Hunting and Gathering
The hunter-gatherer theory is the newest addition to the pastoral debate and holds water well when looked at through the scope of African tribal culture. Many of the African tribes developed their pastoral farming skills from generations of following herds and learning their dynamics. Once they understood what the herds needed to survive they could begin to cull them selectively and this grew into the actual physical herding of the animals to better pastures. This process was ongoing so there is no distinct timeframe in which a culture goes from hunter-gatherers to pastoral farmers. The major distinction between these two classifications is the physical manipulation of the destination of the herd. A hunter follows the herd and picks off the weakest members while a farmer directs the herd and chooses precisely which animals to kill.

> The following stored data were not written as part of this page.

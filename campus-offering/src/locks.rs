//! Per-instructor critical sections
//!
//! The availability check reads existing schedules and then writes. Holding
//! the lock for a (semester registration, faculty) pair across both keeps two
//! requests for the same instructor from passing the check together.

use std::collections::HashMap;
use std::sync::{Arc, Mutex};
use tokio::sync::{Mutex as AsyncMutex, OwnedMutexGuard};
use uuid::Uuid;

type Key = (Uuid, Uuid);

#[derive(Default)]
pub struct ScheduleLocks {
    slots: Mutex<HashMap<Key, Arc<AsyncMutex<()>>>>,
}

impl ScheduleLocks {
    pub fn new() -> Self {
        Self::default()
    }

    /// Wait for exclusive access to an instructor's schedule
    pub async fn acquire(&self, semester_registration: Uuid, faculty: Uuid) -> OwnedMutexGuard<()> {
        let slot = {
            let mut slots = self.slots.lock().unwrap_or_else(|poisoned| poisoned.into_inner());
            // Drop slots nobody holds or waits on
            slots.retain(|_, slot| Arc::strong_count(slot) > 1);
            slots
                .entry((semester_registration, faculty))
                .or_insert_with(|| Arc::new(AsyncMutex::new(())))
                .clone()
        };

        slot.lock_owned().await
    }

    /// Number of slots currently tracked
    #[cfg(test)]
    fn tracked(&self) -> usize {
        self.slots
            .lock()
            .unwrap_or_else(|poisoned| poisoned.into_inner())
            .len()
    }
}
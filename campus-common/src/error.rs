//! Common error types for the campus services

use thiserror::Error;

/// Common result type for campus operations
pub type Result<T> = std::result::Result<T, Error>;

/// Common error types across campus services
///
/// The first three variants are the request-level taxonomy surfaced to
/// callers. The rest are infrastructure failures.
#[derive(Error, Debug)]
pub enum Error {
    /// Referenced entity does not exist
    #[error("{0}")]
    NotFound(String),

    /// Relational mismatch, duplicate section, or invalid state for mutation
    #[error("{0}")]
    BadRequest(String),

    /// Schedule overlap with an existing assignment
    #[error("{0}")]
    Conflict(String),

    /// Database operation error (wraps sqlx::Error)
    #[error("Database error: {0}")]
    Database(#[from] sqlx::Error),

    /// I/O operation error (wraps std::io::Error)
    #[error("IO error: {0}")]
    Io(#[from] std::io::Error),

    /// Configuration loading or validation error
    #[error("Configuration error: {0}")]
    Config(String),

    /// Internal server error
    #[error("Internal error: {0}")]
    Internal(String),
}

impl Error {
    /// HTTP status code this error is reported with
    pub fn status_code(&self) -> u16 {
        match self {
            Error::NotFound(_) => 404,
            Error::BadRequest(_) => 400,
            Error::Conflict(_) => 409,
            Error::Database(_) | Error::Io(_) | Error::Config(_) | Error::Internal(_) => 500,
        }
    }

    pub fn not_found(msg: impl Into<String>) -> Self {
        Error::NotFound(msg.into())
    }

    pub fn bad_request(msg: impl Into<String>) -> Self {
        Error::BadRequest(msg.into())
    }

    pub fn conflict(msg: impl Into<String>) -> Self {
        Error::Conflict(msg.into())
    }
}
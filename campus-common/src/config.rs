//! Configuration loading and root folder resolution

use crate::{Error, Result};
use serde::Deserialize;
use std::path::{Path, PathBuf};
use tracing::warn;

/// Environment variable overriding the root folder
pub const ROOT_FOLDER_ENV: &str = "CAMPUS_ROOT_FOLDER";

/// Database file name inside the root folder
pub const DATABASE_FILE: &str = "campus.db";

/// Optional settings read from `config.toml`
///
/// Every key is optional; a missing file is equivalent to an empty one.
#[derive(Debug, Clone, Default, Deserialize)]
pub struct TomlConfig {
    pub root_folder: Option<PathBuf>,
    pub bind: Option<String>,
    pub port: Option<u16>,
    pub log_level: Option<String>,
    pub request_timeout_secs: Option<u64>,
}

impl TomlConfig {
    /// Parse a config file, failing if it is missing or malformed
    pub fn load(path: &Path) -> Result<Self> {
        let content = std::fs::read_to_string(path)
            .map_err(|e| Error::Config(format!("Cannot read {}: {}", path.display(), e)))?;
        toml::from_str(&content)
            .map_err(|e| Error::Config(format!("Invalid TOML in {}: {}", path.display(), e)))
    }

    /// Load the platform config file if present, defaults otherwise
    ///
    /// A malformed file is reported and ignored so the service still starts.
    pub fn load_or_default(explicit: Option<&Path>) -> Result<Self> {
        if let Some(path) = explicit {
            return Self::load(path);
        }

        match default_config_path() {
            Some(path) if path.exists() => match Self::load(&path) {
                Ok(config) => Ok(config),
                Err(e) => {
                    warn!("Ignoring config file: {}", e);
                    Ok(Self::default())
                }
            },
            _ => Ok(Self::default()),
        }
    }
}

/// Root folder resolution priority order:
/// 1. Command-line argument (highest priority)
/// 2. Environment variable
/// 3. TOML config file
/// 4. OS-dependent compiled default (fallback)
pub fn resolve_root_folder(
    cli_arg: Option<&Path>,
    env_var_name: &str,
    config: &TomlConfig,
) -> PathBuf {
    if let Some(path) = cli_arg {
        return path.to_path_buf();
    }

    if let Ok(path) = std::env::var(env_var_name) {
        if !path.is_empty() {
            return PathBuf::from(path);
        }
    }

    if let Some(path) = &config.root_folder {
        return path.clone();
    }

    get_default_root_folder()
}

/// Database location for a resolved root folder
pub fn database_path(root_folder: &Path) -> PathBuf {
    root_folder.join(DATABASE_FILE)
}

/// Platform config file: `~/.config/campus/config.toml` on Linux,
/// `/etc/campus/config.toml` as a system-wide fallback
fn default_config_path() -> Option<PathBuf> {
    let user_config = dirs::config_dir().map(|d| d.join("campus").join("config.toml"));

    if cfg!(target_os = "linux") {
        if let Some(path) = &user_config {
            if path.exists() {
                return user_config;
            }
        }
        return Some(PathBuf::from("/etc/campus/config.toml"));
    }

    user_config
}

/// Get OS-dependent default root folder path
fn get_default_root_folder() -> PathBuf {
    if cfg!(target_os = "linux") {
        dirs::data_local_dir()
            .map(|d| d.join("campus"))
            .unwrap_or_else(|| PathBuf::from("/var/lib/campus"))
    } else if cfg!(target_os = "macos") {
        dirs::data_dir()
            .map(|d| d.join("campus"))
            .unwrap_or_else(|| PathBuf::from("/Library/Application Support/campus"))
    } else if cfg!(target_os = "windows") {
        dirs::data_local_dir()
            .map(|d| d.join("campus"))
            .unwrap_or_else(|| PathBuf::from("C:\\ProgramData\\campus"))
    } else {
        PathBuf::from("./campus_data")
    }
}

Historically, the individual tribal characteristics of pastoral farming were based on the environments in which they lived. The environments that pastoral farmers developed in ranged from grasslands and rainforests to deserts and tundra.
Grasslands are the perfect place for a pastoral community to thrive. With an ample food source and relatively level land, animals can feed without needing to travel over hazardous terrain. The open expanse does come with its problems for the farmers; the most troublesome is keeping the herd intact. The open range meant the need for a control. These controls varied from the use of domesticated dogs to horses and banded fabric.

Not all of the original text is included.